◆ **Aim of the exercise**
Copy the lines exactly. Begin at the first line of the data and stop after the line with "if source_channels == 0".

Records drawn from a dataset:
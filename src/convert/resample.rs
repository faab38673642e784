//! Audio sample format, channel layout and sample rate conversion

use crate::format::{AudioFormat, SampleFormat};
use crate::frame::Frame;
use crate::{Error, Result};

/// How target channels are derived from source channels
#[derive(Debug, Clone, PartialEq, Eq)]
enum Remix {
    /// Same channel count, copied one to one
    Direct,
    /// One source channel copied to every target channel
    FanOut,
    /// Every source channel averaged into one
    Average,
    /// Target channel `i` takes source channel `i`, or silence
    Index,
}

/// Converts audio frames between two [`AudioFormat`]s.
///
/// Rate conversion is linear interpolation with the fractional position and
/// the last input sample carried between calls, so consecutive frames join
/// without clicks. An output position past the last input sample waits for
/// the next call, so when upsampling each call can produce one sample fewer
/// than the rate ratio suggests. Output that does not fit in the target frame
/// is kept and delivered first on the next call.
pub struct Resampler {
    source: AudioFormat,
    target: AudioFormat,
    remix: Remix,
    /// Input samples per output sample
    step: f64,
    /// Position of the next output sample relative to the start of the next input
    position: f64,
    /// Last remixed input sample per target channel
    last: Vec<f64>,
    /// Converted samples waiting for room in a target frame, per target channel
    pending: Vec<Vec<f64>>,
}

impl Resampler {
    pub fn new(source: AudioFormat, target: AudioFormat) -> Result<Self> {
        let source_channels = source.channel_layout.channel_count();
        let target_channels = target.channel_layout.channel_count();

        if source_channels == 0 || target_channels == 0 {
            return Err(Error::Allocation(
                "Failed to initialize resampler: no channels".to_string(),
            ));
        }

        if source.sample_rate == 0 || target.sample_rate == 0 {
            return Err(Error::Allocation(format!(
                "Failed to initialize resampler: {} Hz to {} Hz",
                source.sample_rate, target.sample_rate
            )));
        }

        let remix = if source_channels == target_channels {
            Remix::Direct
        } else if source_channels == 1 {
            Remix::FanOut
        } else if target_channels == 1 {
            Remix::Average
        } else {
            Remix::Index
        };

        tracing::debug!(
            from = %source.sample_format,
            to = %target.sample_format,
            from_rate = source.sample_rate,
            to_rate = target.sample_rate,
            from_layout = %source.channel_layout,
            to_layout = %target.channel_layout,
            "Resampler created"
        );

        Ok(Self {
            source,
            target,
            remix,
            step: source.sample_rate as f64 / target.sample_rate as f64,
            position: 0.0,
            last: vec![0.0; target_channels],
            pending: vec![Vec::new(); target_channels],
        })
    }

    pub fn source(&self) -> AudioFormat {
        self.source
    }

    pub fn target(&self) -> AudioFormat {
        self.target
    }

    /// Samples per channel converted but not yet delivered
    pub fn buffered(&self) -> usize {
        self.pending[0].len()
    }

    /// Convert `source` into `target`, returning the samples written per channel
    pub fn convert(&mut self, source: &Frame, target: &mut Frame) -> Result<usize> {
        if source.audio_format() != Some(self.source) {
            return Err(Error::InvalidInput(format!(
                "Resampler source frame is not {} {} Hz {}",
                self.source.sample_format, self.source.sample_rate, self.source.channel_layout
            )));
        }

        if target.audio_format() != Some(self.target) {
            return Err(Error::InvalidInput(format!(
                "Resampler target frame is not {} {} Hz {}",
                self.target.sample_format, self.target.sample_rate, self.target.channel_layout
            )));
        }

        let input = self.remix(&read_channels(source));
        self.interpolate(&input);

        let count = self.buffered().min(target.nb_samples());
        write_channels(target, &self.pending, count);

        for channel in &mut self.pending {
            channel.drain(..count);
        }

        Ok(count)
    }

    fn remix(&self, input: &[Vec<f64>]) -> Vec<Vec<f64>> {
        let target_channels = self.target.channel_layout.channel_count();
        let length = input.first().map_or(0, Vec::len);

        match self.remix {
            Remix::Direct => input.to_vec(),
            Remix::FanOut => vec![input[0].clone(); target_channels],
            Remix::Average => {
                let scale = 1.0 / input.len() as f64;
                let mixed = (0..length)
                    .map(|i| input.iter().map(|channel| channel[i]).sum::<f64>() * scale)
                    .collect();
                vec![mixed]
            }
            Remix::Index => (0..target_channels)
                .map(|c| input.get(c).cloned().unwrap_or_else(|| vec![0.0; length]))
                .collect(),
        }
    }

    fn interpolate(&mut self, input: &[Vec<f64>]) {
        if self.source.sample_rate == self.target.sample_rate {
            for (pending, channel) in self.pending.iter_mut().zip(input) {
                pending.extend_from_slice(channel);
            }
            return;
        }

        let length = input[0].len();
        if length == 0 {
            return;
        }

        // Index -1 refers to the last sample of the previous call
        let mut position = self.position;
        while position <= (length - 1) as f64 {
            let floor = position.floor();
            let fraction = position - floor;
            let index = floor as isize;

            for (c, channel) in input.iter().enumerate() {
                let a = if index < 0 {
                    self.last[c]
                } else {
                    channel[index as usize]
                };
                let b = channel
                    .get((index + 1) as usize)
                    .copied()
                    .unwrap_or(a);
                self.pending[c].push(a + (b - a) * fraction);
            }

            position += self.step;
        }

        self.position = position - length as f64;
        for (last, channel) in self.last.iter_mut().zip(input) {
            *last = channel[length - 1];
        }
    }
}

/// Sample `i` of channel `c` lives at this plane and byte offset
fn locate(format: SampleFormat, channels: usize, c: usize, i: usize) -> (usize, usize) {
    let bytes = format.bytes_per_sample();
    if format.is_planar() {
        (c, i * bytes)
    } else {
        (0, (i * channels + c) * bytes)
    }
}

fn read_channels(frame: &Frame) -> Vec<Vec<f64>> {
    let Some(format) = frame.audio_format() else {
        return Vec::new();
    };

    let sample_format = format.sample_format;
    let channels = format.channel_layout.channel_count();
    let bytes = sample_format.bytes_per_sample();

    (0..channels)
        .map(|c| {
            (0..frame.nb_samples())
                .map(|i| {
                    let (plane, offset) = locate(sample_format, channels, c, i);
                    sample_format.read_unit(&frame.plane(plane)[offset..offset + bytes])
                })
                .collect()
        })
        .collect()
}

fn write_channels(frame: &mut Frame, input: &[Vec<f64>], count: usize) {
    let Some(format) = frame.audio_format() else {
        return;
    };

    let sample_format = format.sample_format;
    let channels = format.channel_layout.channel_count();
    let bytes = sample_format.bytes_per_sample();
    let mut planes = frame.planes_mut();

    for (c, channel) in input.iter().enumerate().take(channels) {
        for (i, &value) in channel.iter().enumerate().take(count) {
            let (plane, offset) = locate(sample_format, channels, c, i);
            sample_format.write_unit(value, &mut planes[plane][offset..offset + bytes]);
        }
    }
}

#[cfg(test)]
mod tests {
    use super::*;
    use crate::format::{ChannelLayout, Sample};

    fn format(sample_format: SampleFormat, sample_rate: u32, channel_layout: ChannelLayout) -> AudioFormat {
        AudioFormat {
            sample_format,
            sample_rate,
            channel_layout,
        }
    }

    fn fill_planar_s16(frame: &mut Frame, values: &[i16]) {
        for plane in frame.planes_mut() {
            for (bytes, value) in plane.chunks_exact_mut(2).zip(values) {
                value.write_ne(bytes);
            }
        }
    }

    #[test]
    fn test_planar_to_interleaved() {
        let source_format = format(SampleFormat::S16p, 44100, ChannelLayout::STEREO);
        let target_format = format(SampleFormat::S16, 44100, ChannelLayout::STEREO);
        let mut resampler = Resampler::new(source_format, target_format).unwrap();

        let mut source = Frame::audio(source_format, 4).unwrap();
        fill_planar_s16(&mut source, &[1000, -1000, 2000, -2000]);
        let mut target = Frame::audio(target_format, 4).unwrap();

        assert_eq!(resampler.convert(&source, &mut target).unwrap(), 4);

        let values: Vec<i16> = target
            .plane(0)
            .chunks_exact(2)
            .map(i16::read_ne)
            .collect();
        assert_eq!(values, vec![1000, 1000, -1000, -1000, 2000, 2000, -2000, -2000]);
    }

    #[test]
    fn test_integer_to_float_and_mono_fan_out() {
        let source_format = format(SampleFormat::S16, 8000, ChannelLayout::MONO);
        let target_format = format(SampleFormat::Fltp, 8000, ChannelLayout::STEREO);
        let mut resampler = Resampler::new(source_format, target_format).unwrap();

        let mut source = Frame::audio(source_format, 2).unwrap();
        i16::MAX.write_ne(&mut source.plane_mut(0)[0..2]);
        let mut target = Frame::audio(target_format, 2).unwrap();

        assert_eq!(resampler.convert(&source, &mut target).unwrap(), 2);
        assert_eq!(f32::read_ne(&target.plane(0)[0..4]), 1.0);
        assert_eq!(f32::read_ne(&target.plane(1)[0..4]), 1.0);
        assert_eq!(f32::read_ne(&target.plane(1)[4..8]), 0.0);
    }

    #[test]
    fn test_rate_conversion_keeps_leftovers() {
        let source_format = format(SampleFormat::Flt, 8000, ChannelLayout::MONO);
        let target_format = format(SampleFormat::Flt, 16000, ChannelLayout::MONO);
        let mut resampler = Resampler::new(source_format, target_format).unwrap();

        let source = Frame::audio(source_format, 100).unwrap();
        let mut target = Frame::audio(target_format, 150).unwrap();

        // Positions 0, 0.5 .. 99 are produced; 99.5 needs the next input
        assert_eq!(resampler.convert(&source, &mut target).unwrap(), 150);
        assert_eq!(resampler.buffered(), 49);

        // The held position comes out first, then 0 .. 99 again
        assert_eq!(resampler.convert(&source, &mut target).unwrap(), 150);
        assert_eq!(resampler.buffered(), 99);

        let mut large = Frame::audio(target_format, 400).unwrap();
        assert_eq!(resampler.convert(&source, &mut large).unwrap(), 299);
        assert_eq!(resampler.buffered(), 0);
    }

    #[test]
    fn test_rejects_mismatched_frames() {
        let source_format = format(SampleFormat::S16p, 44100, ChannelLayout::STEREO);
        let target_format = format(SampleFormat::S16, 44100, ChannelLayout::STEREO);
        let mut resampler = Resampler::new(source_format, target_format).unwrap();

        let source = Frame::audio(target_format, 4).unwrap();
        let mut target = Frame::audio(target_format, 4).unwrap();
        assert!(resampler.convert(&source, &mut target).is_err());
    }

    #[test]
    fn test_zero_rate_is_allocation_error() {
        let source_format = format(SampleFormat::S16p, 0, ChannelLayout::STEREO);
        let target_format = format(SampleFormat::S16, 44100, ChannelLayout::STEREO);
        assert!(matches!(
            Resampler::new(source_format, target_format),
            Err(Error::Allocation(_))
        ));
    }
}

◆ **Answer**
filename src/convert/resample.rs
repository faab38673642e784
//! Audio sample format, channel layout and sample rate conversion

use crate::format::{AudioFormat, SampleFormat};
use crate::frame::Frame;
use crate::{Error, Result};

/// How target channels are derived from source channels
#[derive(Debug, Clone, PartialEq, Eq)]
enum Remix {
    /// Same channel count, copied one to one
    Direct,
    /// One source channel copied to every target channel
    FanOut,
    /// Every source channel averaged into one
    Average,
    /// Target channel `i` takes source channel `i`, or silence
    Index,
}

/// Converts audio frames between two [`AudioFormat`]s.
///
/// Rate conversion is linear interpolation with the fractional position and
/// the last input sample carried between calls, so consecutive frames join
/// without clicks. An output position past the last input sample waits for
/// the next call, so when upsampling each call can produce one sample fewer
/// than the rate ratio suggests. Output that does not fit in the target frame
/// is kept and delivered first on the next call.
pub struct Resampler {
    source: AudioFormat,
    target: AudioFormat,
    remix: Remix,
    /// Input samples per output sample
    step: f64,
    /// Position of the next output sample relative to the start of the next input
    position: f64,
    /// Last remixed input sample per target channel
    last: Vec<f64>,
    /// Converted samples waiting for room in a target frame, per target channel
    pending: Vec<Vec<f64>>,
}

impl Resampler {
    pub fn new(source: AudioFormat, target: AudioFormat) -> Result<Self> {
        let source_channels = source.channel_layout.channel_count();
        let target_channels = target.channel_layout.channel_count();

        if source_channels == 0 || target_channels == 0 {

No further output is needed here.